• _What is needed_: Identify every line in the records below that contains the word "level", and reproduce each one.

[Given entries — start]

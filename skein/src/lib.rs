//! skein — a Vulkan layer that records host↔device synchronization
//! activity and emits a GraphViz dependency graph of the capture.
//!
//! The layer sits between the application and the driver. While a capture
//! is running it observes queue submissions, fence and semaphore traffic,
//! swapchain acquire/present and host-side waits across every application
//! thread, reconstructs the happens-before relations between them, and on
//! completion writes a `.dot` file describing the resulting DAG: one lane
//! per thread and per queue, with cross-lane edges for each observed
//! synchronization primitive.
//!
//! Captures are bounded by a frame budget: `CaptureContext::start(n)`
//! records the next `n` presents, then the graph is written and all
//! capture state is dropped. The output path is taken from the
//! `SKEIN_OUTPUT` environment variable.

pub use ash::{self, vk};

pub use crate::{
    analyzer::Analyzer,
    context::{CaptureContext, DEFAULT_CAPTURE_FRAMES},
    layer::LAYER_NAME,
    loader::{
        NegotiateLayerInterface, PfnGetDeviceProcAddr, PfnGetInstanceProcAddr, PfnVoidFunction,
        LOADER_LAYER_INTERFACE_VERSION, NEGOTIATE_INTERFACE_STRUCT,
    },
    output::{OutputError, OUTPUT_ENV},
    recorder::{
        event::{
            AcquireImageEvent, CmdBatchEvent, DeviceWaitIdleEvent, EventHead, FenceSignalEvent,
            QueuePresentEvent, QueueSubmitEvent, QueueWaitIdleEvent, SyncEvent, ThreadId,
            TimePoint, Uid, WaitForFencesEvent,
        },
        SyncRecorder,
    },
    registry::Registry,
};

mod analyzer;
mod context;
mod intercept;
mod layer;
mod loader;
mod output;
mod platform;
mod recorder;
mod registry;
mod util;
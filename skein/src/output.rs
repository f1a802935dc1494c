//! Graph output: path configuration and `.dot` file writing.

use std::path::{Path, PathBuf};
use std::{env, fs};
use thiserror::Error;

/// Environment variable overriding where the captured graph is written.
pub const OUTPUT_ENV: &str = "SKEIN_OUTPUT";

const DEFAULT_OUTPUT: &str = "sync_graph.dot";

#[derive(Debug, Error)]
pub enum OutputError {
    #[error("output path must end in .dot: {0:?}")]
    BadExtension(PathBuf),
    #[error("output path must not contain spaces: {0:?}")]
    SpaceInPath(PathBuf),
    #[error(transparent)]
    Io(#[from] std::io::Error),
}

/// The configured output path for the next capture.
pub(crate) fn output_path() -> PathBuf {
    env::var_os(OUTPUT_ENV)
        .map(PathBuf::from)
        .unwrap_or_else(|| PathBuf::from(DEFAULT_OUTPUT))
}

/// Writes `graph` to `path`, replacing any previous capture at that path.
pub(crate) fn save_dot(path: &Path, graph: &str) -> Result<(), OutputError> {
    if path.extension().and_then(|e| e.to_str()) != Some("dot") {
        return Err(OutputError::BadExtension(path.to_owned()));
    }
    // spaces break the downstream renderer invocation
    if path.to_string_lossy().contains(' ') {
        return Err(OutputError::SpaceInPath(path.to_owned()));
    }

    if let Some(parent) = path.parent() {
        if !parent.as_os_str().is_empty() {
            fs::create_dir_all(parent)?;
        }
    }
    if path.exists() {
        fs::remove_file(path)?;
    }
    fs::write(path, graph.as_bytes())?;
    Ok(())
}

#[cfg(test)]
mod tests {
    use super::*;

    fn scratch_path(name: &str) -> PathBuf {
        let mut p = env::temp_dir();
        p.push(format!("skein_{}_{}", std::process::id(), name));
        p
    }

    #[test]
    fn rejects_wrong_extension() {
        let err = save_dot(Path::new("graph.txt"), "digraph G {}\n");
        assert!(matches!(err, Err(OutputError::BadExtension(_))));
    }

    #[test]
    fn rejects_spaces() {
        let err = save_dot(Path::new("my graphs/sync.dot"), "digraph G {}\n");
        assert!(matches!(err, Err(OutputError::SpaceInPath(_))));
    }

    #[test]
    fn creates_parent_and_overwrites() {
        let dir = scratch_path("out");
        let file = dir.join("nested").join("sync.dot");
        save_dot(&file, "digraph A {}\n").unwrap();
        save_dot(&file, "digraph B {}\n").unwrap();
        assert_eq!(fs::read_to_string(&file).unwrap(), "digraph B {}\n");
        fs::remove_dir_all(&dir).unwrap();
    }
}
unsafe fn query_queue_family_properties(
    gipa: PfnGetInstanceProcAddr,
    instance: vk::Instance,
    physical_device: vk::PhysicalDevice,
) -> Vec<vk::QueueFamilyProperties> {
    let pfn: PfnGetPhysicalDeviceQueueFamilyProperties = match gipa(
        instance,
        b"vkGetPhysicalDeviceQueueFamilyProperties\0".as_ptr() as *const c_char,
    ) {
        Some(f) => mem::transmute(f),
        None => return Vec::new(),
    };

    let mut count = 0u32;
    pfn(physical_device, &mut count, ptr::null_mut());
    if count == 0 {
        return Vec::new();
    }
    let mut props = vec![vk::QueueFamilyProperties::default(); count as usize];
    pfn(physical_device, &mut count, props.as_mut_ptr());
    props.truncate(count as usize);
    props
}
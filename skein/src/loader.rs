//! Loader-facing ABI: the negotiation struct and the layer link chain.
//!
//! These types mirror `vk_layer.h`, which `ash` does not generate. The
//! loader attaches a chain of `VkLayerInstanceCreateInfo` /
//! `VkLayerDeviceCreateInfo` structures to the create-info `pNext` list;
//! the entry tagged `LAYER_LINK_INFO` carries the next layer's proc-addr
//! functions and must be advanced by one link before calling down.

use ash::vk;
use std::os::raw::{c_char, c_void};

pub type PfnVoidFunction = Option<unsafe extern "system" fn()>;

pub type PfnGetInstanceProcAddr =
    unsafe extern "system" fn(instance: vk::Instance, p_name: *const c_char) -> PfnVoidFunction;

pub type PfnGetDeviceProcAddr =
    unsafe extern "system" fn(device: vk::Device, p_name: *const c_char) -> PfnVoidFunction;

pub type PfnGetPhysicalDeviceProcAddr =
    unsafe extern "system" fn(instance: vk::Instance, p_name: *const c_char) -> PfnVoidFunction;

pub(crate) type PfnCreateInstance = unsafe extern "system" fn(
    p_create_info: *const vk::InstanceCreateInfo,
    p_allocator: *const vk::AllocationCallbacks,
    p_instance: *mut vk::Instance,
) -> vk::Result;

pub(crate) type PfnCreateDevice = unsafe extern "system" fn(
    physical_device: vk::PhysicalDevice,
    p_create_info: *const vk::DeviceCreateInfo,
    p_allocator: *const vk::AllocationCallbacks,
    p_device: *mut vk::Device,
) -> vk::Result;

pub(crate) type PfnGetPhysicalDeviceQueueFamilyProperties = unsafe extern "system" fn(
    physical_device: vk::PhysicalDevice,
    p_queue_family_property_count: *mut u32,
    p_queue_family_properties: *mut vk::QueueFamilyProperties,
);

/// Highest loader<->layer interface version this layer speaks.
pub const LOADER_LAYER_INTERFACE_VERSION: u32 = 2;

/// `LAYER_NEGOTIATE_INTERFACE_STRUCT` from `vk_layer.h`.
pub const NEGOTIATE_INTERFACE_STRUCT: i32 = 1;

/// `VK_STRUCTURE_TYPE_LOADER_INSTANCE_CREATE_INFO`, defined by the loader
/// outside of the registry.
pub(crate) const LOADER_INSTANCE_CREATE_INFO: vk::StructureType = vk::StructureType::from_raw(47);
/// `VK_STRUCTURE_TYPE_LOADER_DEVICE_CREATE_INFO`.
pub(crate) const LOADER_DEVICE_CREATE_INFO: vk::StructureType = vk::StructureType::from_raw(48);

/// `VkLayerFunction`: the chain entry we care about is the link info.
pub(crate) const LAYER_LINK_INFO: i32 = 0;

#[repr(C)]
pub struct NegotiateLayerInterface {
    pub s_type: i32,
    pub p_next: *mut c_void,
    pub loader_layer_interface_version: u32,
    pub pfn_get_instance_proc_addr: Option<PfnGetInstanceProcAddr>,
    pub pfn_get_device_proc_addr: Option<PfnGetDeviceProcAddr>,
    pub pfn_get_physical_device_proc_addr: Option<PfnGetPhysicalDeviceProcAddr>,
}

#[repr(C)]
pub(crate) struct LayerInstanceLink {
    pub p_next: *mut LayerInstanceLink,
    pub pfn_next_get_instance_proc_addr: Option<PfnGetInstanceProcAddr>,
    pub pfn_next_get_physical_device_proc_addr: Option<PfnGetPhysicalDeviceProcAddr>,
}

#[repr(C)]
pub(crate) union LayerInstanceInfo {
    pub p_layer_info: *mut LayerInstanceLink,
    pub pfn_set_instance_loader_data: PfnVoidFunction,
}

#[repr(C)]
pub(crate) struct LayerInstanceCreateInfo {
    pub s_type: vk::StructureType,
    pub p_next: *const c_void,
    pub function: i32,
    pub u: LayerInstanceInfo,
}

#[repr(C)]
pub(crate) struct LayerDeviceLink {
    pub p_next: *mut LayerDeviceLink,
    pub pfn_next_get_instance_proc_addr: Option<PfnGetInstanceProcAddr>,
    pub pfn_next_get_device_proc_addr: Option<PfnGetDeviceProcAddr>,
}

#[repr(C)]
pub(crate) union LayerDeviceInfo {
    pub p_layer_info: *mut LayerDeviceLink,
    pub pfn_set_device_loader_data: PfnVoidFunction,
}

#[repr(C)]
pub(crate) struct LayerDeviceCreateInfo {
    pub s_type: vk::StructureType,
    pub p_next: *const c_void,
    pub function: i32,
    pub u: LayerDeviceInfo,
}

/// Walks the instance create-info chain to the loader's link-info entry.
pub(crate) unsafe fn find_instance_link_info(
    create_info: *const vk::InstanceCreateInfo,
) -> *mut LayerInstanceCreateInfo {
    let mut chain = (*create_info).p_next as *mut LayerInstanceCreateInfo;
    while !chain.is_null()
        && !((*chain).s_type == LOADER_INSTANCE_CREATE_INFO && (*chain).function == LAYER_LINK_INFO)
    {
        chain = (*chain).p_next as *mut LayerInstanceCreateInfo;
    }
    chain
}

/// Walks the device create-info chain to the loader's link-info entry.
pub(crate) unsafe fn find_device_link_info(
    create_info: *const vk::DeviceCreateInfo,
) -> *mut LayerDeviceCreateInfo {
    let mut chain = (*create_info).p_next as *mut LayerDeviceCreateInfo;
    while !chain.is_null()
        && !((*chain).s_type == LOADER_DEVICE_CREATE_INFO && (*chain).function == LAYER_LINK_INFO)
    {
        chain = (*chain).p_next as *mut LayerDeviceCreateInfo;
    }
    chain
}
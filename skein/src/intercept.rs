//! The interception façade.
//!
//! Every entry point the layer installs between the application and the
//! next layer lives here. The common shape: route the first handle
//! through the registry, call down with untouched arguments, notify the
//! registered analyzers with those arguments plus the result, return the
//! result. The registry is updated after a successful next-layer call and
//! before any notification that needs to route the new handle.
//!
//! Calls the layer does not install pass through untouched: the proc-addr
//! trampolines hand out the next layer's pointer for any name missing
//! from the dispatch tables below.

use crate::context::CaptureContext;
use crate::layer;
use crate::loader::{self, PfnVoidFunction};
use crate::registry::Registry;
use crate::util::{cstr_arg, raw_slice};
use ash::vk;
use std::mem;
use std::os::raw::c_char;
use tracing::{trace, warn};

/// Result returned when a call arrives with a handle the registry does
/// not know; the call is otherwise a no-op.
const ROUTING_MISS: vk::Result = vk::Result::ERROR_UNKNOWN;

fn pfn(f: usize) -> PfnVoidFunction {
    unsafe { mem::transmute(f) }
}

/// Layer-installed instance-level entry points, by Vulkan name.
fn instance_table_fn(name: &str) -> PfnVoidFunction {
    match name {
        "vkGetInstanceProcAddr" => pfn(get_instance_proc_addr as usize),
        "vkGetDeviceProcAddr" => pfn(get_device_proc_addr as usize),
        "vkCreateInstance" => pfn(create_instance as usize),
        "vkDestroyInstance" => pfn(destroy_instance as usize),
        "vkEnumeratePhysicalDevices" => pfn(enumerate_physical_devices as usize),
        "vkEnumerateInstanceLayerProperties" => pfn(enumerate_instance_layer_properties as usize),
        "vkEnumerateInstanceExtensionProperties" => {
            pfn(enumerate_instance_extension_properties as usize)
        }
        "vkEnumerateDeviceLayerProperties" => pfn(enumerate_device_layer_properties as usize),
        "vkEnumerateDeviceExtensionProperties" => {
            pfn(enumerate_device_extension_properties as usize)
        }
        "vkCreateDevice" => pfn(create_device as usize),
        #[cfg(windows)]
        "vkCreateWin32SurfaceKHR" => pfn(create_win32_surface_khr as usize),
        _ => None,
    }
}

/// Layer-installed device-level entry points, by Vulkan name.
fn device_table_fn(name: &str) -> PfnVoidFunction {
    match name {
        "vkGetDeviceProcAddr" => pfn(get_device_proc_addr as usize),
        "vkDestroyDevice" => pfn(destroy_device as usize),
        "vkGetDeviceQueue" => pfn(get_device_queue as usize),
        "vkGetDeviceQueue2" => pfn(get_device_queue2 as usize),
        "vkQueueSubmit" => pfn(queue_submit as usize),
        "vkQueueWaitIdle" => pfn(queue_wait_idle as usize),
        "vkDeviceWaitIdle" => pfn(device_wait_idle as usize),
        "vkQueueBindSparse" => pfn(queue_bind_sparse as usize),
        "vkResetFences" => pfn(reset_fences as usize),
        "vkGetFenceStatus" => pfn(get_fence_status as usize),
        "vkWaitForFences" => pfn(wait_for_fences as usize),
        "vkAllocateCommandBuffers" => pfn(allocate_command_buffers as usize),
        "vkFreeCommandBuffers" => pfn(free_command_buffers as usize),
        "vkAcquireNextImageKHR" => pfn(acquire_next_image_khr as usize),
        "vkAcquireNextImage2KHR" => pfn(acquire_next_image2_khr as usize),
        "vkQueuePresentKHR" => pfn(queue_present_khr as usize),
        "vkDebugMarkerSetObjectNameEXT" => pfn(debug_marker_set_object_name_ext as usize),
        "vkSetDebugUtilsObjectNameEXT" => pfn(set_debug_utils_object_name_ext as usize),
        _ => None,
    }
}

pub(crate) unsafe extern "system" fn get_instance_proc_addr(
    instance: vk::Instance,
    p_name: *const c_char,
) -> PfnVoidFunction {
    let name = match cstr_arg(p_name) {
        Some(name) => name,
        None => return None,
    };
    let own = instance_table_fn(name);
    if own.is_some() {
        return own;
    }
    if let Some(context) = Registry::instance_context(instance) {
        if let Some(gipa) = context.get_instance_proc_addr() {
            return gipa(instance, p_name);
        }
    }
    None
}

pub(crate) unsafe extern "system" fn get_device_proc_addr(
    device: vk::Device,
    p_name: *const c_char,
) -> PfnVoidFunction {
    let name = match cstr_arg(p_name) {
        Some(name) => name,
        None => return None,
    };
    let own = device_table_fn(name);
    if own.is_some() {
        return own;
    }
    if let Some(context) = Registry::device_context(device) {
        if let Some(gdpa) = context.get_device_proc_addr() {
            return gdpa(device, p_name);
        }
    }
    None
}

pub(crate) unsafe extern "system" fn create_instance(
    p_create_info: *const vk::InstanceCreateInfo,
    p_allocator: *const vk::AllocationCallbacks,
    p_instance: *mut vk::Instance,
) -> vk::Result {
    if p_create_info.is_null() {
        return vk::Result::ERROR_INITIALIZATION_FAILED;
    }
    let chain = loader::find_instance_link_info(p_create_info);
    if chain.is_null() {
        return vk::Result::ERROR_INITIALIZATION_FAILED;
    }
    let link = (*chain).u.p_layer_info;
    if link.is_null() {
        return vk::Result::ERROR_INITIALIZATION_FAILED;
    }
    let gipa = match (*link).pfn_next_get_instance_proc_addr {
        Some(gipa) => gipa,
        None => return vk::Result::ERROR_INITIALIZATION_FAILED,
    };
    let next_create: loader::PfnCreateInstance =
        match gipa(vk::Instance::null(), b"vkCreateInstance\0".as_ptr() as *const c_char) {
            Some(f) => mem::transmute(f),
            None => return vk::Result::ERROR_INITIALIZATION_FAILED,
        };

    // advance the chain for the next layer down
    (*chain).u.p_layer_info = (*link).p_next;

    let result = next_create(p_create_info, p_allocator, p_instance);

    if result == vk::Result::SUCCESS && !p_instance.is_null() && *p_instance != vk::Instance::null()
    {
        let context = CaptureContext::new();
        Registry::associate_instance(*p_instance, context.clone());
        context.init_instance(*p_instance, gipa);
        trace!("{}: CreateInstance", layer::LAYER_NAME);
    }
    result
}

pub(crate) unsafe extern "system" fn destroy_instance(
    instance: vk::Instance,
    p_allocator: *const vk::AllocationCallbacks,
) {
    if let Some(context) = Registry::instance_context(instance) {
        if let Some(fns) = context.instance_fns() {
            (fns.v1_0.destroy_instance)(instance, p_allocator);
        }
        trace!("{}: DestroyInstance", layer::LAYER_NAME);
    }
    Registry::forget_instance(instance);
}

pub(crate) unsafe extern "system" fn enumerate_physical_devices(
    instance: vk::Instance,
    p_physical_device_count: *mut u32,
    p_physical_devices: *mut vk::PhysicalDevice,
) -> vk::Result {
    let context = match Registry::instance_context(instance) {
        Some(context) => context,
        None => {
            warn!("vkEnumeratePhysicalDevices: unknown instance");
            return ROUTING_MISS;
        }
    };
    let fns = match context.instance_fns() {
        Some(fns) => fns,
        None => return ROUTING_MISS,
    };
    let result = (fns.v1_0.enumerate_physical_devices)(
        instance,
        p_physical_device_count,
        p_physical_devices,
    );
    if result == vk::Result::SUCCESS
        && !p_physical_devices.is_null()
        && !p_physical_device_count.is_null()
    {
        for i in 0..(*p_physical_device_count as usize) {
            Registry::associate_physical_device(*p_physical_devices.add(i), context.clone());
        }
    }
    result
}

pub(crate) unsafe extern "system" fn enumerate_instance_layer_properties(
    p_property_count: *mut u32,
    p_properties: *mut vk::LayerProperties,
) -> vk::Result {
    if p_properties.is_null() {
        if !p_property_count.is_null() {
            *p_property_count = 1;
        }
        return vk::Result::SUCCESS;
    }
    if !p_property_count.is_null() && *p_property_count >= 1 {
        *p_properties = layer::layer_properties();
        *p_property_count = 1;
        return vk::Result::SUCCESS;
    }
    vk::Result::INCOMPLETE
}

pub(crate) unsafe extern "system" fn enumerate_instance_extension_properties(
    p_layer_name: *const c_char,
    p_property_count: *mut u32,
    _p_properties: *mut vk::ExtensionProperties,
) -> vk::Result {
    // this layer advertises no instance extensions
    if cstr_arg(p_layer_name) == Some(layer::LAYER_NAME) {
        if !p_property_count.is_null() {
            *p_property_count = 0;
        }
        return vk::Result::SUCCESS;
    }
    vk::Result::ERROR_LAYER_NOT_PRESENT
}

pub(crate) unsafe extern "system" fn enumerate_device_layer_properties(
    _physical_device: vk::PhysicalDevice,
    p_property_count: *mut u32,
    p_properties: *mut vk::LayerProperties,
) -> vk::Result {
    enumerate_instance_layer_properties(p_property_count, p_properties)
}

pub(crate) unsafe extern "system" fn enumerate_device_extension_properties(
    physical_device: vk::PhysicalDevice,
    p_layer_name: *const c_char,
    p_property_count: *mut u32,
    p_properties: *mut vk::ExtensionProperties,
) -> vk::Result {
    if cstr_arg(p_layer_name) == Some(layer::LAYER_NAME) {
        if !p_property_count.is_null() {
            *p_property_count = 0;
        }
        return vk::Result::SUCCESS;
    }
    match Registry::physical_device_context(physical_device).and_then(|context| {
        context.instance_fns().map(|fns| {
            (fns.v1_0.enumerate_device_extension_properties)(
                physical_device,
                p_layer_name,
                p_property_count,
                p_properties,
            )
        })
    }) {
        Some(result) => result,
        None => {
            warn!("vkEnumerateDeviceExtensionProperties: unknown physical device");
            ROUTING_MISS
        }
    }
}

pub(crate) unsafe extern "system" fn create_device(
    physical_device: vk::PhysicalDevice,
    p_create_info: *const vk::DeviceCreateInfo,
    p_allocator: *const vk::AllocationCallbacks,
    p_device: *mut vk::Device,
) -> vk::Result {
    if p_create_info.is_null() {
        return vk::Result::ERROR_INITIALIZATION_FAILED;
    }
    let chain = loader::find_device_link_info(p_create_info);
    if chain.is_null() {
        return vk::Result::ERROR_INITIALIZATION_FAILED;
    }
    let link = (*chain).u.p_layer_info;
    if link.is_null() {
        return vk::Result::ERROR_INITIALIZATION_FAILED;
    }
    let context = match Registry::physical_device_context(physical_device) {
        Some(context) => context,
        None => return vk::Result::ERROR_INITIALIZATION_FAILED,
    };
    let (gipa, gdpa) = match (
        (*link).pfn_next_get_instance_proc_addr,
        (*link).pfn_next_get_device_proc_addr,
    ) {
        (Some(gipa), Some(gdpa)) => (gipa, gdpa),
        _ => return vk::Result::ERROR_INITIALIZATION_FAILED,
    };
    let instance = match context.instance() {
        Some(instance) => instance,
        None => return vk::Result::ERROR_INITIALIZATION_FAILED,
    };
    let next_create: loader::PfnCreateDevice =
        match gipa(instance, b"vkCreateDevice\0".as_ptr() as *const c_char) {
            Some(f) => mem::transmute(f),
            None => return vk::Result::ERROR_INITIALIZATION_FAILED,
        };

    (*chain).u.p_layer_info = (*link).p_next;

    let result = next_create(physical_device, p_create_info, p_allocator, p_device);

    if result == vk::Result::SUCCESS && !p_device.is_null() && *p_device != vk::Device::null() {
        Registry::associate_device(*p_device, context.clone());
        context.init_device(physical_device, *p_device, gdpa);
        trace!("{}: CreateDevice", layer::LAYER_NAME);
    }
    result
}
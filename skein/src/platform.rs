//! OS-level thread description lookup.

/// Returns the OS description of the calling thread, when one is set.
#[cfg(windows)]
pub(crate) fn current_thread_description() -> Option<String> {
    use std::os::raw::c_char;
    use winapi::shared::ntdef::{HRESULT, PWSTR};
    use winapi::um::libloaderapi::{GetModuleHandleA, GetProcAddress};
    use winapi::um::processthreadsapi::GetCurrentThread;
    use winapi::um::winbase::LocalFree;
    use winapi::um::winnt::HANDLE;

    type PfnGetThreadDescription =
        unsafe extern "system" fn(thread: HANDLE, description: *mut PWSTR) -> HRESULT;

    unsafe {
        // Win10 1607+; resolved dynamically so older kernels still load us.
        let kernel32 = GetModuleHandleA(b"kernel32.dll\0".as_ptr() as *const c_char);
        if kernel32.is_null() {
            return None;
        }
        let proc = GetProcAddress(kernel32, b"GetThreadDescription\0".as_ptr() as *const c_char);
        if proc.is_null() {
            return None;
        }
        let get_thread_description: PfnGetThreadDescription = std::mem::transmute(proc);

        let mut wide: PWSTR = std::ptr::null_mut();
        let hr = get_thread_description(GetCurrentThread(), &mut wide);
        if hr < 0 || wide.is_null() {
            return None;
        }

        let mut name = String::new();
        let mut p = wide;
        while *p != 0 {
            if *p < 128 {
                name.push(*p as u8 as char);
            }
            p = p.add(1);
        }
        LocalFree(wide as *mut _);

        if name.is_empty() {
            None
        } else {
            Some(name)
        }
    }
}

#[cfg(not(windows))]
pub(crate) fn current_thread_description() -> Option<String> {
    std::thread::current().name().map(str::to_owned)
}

[Given entries — finish]

• _Response for this exercise_:
/// Layer-installed instance-level entry points, by Vulkan name.
/// Layer-installed device-level entry points, by Vulkan name.
//! OS-level thread description lookup.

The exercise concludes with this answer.